─── DATA UNDER STUDY
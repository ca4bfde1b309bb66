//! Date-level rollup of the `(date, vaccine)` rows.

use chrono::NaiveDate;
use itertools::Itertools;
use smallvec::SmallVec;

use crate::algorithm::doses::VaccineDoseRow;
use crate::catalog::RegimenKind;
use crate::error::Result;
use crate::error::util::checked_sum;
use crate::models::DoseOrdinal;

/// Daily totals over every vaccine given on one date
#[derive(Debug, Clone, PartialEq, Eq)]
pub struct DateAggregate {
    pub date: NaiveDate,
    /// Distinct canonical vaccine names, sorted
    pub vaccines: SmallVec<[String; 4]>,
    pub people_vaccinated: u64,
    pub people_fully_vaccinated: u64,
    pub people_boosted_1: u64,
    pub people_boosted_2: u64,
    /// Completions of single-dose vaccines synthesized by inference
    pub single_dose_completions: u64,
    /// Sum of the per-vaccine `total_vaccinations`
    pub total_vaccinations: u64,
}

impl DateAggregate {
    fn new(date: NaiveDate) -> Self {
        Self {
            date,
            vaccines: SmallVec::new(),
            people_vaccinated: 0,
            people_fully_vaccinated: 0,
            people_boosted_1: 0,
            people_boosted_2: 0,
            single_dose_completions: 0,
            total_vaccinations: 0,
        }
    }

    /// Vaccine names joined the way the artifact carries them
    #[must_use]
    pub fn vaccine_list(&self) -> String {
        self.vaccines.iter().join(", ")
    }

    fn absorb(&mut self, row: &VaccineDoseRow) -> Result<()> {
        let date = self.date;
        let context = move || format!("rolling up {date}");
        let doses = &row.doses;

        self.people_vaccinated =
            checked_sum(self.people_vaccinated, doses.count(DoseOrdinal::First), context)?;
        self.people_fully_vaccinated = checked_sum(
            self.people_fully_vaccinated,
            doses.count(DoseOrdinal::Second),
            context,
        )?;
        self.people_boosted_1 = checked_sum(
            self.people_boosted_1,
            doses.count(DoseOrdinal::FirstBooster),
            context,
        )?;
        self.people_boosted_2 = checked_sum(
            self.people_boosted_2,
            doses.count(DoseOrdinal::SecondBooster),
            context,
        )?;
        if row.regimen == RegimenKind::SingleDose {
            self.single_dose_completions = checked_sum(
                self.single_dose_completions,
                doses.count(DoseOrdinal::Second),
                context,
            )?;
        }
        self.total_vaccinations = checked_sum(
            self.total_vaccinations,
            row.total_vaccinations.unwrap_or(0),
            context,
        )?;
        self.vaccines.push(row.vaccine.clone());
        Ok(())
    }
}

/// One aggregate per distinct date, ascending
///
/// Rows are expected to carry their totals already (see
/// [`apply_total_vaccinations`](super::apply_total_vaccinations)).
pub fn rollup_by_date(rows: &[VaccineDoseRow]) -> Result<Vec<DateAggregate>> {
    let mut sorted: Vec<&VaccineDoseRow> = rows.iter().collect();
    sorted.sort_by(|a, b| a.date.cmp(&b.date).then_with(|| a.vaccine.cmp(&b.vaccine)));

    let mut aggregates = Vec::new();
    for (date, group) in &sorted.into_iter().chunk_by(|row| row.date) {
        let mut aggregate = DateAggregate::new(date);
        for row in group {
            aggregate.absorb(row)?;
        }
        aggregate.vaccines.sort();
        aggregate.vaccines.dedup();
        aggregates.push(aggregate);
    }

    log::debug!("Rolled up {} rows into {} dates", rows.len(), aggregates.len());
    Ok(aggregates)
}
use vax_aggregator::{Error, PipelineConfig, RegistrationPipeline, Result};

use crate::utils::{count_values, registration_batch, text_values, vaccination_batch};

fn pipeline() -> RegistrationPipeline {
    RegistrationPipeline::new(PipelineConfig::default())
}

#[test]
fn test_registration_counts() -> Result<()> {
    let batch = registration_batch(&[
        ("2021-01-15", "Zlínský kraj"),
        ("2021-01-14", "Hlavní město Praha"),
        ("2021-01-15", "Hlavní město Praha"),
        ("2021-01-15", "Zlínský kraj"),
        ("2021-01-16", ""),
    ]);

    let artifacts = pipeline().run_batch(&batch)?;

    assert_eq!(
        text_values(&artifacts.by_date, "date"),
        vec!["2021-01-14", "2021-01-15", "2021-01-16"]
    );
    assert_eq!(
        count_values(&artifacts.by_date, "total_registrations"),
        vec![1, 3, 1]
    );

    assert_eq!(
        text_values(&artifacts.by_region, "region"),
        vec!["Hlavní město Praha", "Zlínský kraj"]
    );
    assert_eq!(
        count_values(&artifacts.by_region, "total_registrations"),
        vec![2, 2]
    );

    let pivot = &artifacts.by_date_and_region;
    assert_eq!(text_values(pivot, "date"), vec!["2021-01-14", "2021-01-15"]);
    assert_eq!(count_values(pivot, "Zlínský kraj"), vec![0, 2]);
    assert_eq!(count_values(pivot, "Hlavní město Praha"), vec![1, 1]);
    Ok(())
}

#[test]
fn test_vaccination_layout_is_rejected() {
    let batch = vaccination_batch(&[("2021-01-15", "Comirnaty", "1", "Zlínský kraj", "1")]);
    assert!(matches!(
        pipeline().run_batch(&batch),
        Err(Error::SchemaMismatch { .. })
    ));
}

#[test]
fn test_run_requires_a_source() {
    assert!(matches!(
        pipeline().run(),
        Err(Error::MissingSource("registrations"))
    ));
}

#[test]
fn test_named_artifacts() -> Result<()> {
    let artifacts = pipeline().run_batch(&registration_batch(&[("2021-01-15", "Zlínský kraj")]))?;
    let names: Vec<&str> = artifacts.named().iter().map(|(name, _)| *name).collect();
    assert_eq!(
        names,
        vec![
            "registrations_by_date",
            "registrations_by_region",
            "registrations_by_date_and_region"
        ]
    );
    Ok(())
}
──────
─── DATA UNDER STUDY
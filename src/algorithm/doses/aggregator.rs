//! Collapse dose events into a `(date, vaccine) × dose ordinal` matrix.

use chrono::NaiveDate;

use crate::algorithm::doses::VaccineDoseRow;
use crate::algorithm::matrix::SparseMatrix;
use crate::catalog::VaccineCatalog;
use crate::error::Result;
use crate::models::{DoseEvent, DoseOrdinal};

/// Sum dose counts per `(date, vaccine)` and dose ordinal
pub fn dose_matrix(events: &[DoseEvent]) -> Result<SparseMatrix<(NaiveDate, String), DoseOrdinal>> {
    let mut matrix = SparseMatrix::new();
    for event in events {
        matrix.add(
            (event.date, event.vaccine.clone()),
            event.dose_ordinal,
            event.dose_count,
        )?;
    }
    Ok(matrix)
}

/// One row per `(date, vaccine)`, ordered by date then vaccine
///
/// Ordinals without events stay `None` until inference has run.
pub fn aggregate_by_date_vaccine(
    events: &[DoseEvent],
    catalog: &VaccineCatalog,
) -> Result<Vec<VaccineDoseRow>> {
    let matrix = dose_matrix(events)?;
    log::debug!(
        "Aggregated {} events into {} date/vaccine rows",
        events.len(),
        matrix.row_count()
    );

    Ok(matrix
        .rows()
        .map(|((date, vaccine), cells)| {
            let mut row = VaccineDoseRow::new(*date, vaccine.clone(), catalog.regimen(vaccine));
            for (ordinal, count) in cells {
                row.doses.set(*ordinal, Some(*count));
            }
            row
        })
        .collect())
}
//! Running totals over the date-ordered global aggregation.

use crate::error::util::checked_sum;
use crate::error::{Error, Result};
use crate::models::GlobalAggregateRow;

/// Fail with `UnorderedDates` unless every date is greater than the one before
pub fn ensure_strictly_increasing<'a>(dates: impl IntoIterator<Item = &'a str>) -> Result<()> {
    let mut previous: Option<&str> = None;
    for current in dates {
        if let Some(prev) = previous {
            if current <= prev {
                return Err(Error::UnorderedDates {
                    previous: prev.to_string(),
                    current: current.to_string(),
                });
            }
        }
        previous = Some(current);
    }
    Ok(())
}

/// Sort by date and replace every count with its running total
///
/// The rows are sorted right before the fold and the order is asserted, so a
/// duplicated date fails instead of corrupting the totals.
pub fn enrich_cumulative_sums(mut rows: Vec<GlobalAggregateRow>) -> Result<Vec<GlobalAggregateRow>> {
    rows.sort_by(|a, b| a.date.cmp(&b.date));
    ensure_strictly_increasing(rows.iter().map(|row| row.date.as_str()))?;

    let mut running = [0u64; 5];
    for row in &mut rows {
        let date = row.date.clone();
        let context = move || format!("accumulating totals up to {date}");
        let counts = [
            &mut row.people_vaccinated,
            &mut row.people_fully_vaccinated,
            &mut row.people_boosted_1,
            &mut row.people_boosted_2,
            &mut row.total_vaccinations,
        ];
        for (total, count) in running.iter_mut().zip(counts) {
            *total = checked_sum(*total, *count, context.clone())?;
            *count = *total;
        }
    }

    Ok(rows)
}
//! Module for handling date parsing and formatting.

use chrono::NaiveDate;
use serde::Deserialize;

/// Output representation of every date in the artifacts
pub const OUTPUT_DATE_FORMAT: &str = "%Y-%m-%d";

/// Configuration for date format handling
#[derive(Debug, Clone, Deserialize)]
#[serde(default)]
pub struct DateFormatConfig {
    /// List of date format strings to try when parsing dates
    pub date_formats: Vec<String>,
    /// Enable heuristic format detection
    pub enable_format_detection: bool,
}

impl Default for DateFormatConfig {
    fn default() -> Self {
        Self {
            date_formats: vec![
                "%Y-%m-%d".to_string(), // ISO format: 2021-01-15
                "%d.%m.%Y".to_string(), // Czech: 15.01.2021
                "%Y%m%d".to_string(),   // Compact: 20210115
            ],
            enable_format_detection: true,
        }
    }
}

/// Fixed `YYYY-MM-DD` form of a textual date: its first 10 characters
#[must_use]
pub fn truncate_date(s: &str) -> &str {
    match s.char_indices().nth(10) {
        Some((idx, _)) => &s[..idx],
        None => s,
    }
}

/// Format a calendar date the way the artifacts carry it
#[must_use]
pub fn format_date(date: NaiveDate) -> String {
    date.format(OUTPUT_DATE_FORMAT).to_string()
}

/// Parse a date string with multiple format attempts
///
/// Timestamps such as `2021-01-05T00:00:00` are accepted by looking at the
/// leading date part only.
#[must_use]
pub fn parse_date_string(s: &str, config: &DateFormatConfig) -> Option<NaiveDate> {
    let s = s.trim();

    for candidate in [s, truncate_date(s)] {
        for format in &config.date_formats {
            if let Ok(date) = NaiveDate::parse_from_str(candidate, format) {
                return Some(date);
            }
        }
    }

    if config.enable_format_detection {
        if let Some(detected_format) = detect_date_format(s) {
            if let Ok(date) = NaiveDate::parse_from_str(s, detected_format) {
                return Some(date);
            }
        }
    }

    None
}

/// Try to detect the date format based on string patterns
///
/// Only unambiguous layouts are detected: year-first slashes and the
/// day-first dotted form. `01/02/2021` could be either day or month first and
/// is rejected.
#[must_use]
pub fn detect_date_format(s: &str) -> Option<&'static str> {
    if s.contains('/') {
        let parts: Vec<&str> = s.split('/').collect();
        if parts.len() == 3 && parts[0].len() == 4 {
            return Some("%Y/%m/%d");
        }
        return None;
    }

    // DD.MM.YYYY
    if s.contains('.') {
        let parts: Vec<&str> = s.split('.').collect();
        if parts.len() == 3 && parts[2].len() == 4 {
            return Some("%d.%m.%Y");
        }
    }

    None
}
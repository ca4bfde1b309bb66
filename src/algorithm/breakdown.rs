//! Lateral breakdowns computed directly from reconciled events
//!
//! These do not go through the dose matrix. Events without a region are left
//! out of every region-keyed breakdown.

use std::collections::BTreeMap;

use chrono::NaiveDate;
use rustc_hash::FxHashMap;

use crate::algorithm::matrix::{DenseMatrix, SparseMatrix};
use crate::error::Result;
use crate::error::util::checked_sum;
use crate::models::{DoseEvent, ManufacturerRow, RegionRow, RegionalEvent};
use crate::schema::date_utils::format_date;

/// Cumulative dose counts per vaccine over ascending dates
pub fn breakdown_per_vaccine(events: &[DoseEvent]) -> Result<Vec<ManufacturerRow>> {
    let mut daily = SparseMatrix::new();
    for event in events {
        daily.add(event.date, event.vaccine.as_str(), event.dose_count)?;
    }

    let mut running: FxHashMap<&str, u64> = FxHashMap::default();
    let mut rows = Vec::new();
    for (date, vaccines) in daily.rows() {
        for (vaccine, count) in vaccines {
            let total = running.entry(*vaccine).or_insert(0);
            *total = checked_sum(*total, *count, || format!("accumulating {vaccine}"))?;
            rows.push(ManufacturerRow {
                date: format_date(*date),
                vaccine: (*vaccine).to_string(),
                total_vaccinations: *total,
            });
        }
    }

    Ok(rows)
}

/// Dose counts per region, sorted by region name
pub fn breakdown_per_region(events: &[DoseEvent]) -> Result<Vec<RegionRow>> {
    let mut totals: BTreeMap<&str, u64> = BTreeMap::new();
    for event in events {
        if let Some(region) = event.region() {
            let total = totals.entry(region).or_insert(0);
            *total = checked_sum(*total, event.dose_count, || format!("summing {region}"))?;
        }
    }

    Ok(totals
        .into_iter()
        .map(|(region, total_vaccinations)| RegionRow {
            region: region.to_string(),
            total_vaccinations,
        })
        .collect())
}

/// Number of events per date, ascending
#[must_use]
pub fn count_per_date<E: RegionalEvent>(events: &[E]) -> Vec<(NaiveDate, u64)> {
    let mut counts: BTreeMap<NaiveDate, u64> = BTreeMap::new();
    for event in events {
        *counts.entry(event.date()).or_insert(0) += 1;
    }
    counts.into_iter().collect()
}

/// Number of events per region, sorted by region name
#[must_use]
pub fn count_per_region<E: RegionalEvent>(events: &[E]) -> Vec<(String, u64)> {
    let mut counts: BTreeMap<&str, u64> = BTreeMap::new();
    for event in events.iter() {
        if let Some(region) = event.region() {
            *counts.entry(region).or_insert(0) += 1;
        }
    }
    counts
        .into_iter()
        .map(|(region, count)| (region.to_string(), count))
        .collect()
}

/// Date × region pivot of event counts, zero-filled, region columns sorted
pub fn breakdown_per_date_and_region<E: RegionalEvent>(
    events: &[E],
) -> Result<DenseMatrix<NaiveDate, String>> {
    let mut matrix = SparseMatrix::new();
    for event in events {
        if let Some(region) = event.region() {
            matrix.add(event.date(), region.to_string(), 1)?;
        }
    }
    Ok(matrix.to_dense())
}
──────
─── DATA UNDER STUDY
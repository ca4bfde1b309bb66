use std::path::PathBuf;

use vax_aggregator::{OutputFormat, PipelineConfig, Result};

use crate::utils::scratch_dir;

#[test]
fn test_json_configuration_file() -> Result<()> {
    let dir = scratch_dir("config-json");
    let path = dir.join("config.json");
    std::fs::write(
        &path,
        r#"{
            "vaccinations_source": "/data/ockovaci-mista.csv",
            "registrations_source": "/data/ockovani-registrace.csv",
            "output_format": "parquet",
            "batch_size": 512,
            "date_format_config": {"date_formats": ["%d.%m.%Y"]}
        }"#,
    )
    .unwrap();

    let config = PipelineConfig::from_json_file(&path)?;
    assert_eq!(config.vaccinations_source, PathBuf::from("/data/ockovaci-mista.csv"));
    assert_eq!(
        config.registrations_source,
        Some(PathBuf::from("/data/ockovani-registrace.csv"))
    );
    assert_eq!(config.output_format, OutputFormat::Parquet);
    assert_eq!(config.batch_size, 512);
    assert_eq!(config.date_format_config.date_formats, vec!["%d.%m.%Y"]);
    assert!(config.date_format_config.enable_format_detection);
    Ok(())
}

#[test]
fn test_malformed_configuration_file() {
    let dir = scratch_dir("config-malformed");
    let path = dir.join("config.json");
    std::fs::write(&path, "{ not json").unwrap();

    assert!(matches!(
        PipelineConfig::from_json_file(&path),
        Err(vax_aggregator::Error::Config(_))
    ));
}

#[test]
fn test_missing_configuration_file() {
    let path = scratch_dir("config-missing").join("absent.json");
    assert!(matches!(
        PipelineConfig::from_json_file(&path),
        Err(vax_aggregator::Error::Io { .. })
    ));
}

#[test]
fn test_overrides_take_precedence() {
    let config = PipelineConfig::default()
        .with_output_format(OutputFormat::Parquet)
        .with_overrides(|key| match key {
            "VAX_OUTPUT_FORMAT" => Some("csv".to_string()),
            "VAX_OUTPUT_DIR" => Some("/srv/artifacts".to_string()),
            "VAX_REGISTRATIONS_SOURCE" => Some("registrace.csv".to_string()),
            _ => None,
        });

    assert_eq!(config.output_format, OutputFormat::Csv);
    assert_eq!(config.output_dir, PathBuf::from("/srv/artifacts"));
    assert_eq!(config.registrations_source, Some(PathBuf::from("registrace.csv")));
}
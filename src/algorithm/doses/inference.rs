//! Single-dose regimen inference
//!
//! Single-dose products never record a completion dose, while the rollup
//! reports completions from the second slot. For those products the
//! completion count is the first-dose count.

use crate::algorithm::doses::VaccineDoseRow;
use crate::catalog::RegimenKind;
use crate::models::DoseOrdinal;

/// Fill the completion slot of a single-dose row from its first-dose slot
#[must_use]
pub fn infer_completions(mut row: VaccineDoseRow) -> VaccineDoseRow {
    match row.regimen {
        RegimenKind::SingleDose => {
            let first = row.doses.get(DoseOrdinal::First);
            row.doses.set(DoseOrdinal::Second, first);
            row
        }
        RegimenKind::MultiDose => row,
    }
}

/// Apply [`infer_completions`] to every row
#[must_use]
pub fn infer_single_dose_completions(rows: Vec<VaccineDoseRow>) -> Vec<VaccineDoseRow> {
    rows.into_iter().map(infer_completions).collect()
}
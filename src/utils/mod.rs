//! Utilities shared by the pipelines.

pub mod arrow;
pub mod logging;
──────
EXERCISE REQUIREMENTS:
Scan the records above for the string "VaccineCatalog", then copy each line where it turns up.

SOLVED PROBLEM:
use crate::catalog::VaccineCatalog;
    catalog: &VaccineCatalog,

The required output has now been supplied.